Johann Friedrich Dieterich (21 September 1787, Biberach an der Riß - 17 January 1846, Stuttgart) was a German painter and art professor.

==Biography==
He was born into the family of a poor manual laborer. His artistic talent first revealed itself in the paintings he made on the fruit sacks his father carried. He was eventually able to reach Stuttgart, where received his training from the court painter and gallery director, Johann Baptist Seele, and the theatrical painter, Carl Heideloff, who became his sponsor.
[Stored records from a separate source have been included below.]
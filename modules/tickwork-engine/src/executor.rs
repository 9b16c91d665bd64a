//! Schedulable payloads and the table that knows how to run each kind.

use std::any::Any;
use std::collections::HashMap;
use std::fmt;
use std::rc::Rc;

use anyhow::Result;

use crate::incident::{Incident, IncidentCode};
use crate::processor::Processor;
use crate::responder::{Outcome, Responder};
use crate::strategy::StrategyId;

/// Stable discriminant of a payload, used as the executor table key.
pub type PayloadKind = &'static str;

/// Zero-argument scheduled callback.
pub type Action = Rc<dyn Fn(&mut Processor) -> Result<()>>;

/// Runs one payload. Receives the payload's own scheduled incident.
pub type Executor = Rc<dyn Fn(&mut Processor, &Payload, &Incident) -> Result<Outcome>>;

/// Work the schedule can hold.
#[derive(Clone)]
pub enum Payload {
    /// Fire an incident by code.
    Trigger(IncidentCode),
    /// Fire an incident by name, creating the code if needed.
    Named(String),
    Action(Action),
    Responder(Responder),
    /// Run a strategy chain from this node.
    Strategy(StrategyId),
    /// Finish a strategy node that was waiting on a delay.
    Resume(StrategyId),
    /// Host-defined payload; needs an executor registered for its kind.
    Custom(CustomPayload),
}

impl Payload {
    pub const TRIGGER: PayloadKind = "trigger";
    pub const NAMED: PayloadKind = "named";
    pub const ACTION: PayloadKind = "action";
    pub const RESPONDER: PayloadKind = "responder";
    pub const STRATEGY: PayloadKind = "strategy";
    pub const RESUME: PayloadKind = "resume";

    pub fn action<F>(f: F) -> Self
    where
        F: Fn(&mut Processor) -> Result<()> + 'static,
    {
        Self::Action(Rc::new(f))
    }

    pub fn responder<F>(f: F) -> Self
    where
        F: Fn(&mut Processor, &Incident) -> Result<Outcome> + 'static,
    {
        Self::Responder(Rc::new(f))
    }

    pub fn custom<T: Any>(kind: PayloadKind, value: T) -> Self {
        Self::Custom(CustomPayload {
            kind,
            value: Rc::new(value),
        })
    }

    pub fn kind(&self) -> PayloadKind {
        match self {
            Self::Trigger(_) => Self::TRIGGER,
            Self::Named(_) => Self::NAMED,
            Self::Action(_) => Self::ACTION,
            Self::Responder(_) => Self::RESPONDER,
            Self::Strategy(_) => Self::STRATEGY,
            Self::Resume(_) => Self::RESUME,
            Self::Custom(c) => c.kind,
        }
    }
}

impl fmt::Debug for Payload {
    fn fmt(&self, f: &mut fmt::Formatter<'_>) -> fmt::Result {
        match self {
            Self::Trigger(code) => f.debug_tuple("Trigger").field(code).finish(),
            Self::Named(name) => f.debug_tuple("Named").field(name).finish(),
            Self::Action(_) => f.write_str("Action(..)"),
            Self::Responder(_) => f.write_str("Responder(..)"),
            Self::Strategy(id) => f.debug_tuple("Strategy").field(id).finish(),
            Self::Resume(id) => f.debug_tuple("Resume").field(id).finish(),
            Self::Custom(c) => f.debug_tuple("Custom").field(&c.kind).finish(),
        }
    }
}

impl From<IncidentCode> for Payload {
    fn from(code: IncidentCode) -> Self {
        Self::Trigger(code)
    }
}

impl From<&str> for Payload {
    fn from(name: &str) -> Self {
        Self::Named(name.to_string())
    }
}

impl From<String> for Payload {
    fn from(name: String) -> Self {
        Self::Named(name)
    }
}

impl From<StrategyId> for Payload {
    fn from(id: StrategyId) -> Self {
        Self::Strategy(id)
    }
}

impl From<Responder> for Payload {
    fn from(responder: Responder) -> Self {
        Self::Responder(responder)
    }
}

impl From<Action> for Payload {
    fn from(action: Action) -> Self {
        Self::Action(action)
    }
}

/// Opaque host value tagged with the kind its executor is registered under.
#[derive(Clone)]
pub struct CustomPayload {
    kind: PayloadKind,
    value: Rc<dyn Any>,
}

impl CustomPayload {
    pub fn kind(&self) -> PayloadKind {
        self.kind
    }

    pub fn downcast_ref<T: Any>(&self) -> Option<&T> {
        self.value.downcast_ref::<T>()
    }
}

/// Payload kind → executor. Built-in kinds are registered on construction;
/// hosts add their own with [`ExecutorTable::register`].
pub struct ExecutorTable {
    executors: HashMap<PayloadKind, Executor>,
}

impl ExecutorTable {
    pub fn empty() -> Self {
        Self {
            executors: HashMap::new(),
        }
    }

    pub fn register(&mut self, kind: PayloadKind, executor: Executor) -> Option<Executor> {
        self.executors.insert(kind, executor)
    }

    pub fn get(&self, kind: PayloadKind) -> Option<&Executor> {
        self.executors.get(kind)
    }

    pub fn kinds(&self) -> impl Iterator<Item = PayloadKind> + '_ {
        self.executors.keys().copied()
    }
}

impl Default for ExecutorTable {
    fn default() -> Self {
        let mut table = Self::empty();
        table.register(Payload::TRIGGER, Rc::new(run_trigger));
        table.register(Payload::NAMED, Rc::new(run_named));
        table.register(Payload::ACTION, Rc::new(run_action));
        table.register(Payload::RESPONDER, Rc::new(run_responder));
        table.register(Payload::STRATEGY, Rc::new(run_strategy));
        table.register(Payload::RESUME, Rc::new(run_resume));
        table
    }
}

// ---------------------------------------------------------------------------
// Built-in executors
// ---------------------------------------------------------------------------

fn run_trigger(processor: &mut Processor, payload: &Payload, incident: &Incident) -> Result<Outcome> {
    if let Payload::Trigger(code) = payload {
        processor.notify(*code, incident)?;
    }
    Ok(Outcome::Success)
}

fn run_named(processor: &mut Processor, payload: &Payload, incident: &Incident) -> Result<Outcome> {
    if let Payload::Named(name) = payload {
        processor.notify_named(name, incident)?;
    }
    Ok(Outcome::Success)
}

fn run_action(processor: &mut Processor, payload: &Payload, _incident: &Incident) -> Result<Outcome> {
    if let Payload::Action(action) = payload {
        action(processor)?;
    }
    Ok(Outcome::Success)
}

fn run_responder(processor: &mut Processor, payload: &Payload, incident: &Incident) -> Result<Outcome> {
    match payload {
        Payload::Responder(responder) => responder(processor, incident),
        _ => Ok(Outcome::Success),
    }
}

fn run_strategy(processor: &mut Processor, payload: &Payload, incident: &Incident) -> Result<Outcome> {
    match payload {
        Payload::Strategy(id) => Ok(processor.invoke_chain(*id, incident)),
        _ => Ok(Outcome::Success),
    }
}

fn run_resume(processor: &mut Processor, payload: &Payload, incident: &Incident) -> Result<Outcome> {
    match payload {
        Payload::Resume(id) => Ok(processor.resume(*id, incident)),
        _ => Ok(Outcome::Success),
    }
}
Deciding that he wanted to do more than paint stages, he went to Munich in 1811, followed by a short trip to Italy. He brought back some works he made there, to demonstrate his talent, and was able to receive a grant to return to Italy in 1818. There, he associated with other German artists; most of whom were members of the Nazarene movement.

Returning to Germany in 1822, he received a commission from King William I of Württemberg to paint draft sketches of reliefs on canvas, which were later sculpted at Rosenstein Palace. He was there again from 1826 to 1828, painting scenes from the Bacchus myth on the dining room ceiling, and designs for the Royal children. Although these were the works that brought him recognition, he felt that they were not sufficiently serious for his true artistic nature.

Around 1829, he became the primary teacher of history painting at the newly established State Academy of Fine Arts Stuttgart. He was appointed a Professor in 1833, and served until his death. During those years, he devoted himself entirely to portraits and religious art. Most of the latter showed the distinct influence of Raphael and declined in quality over the years.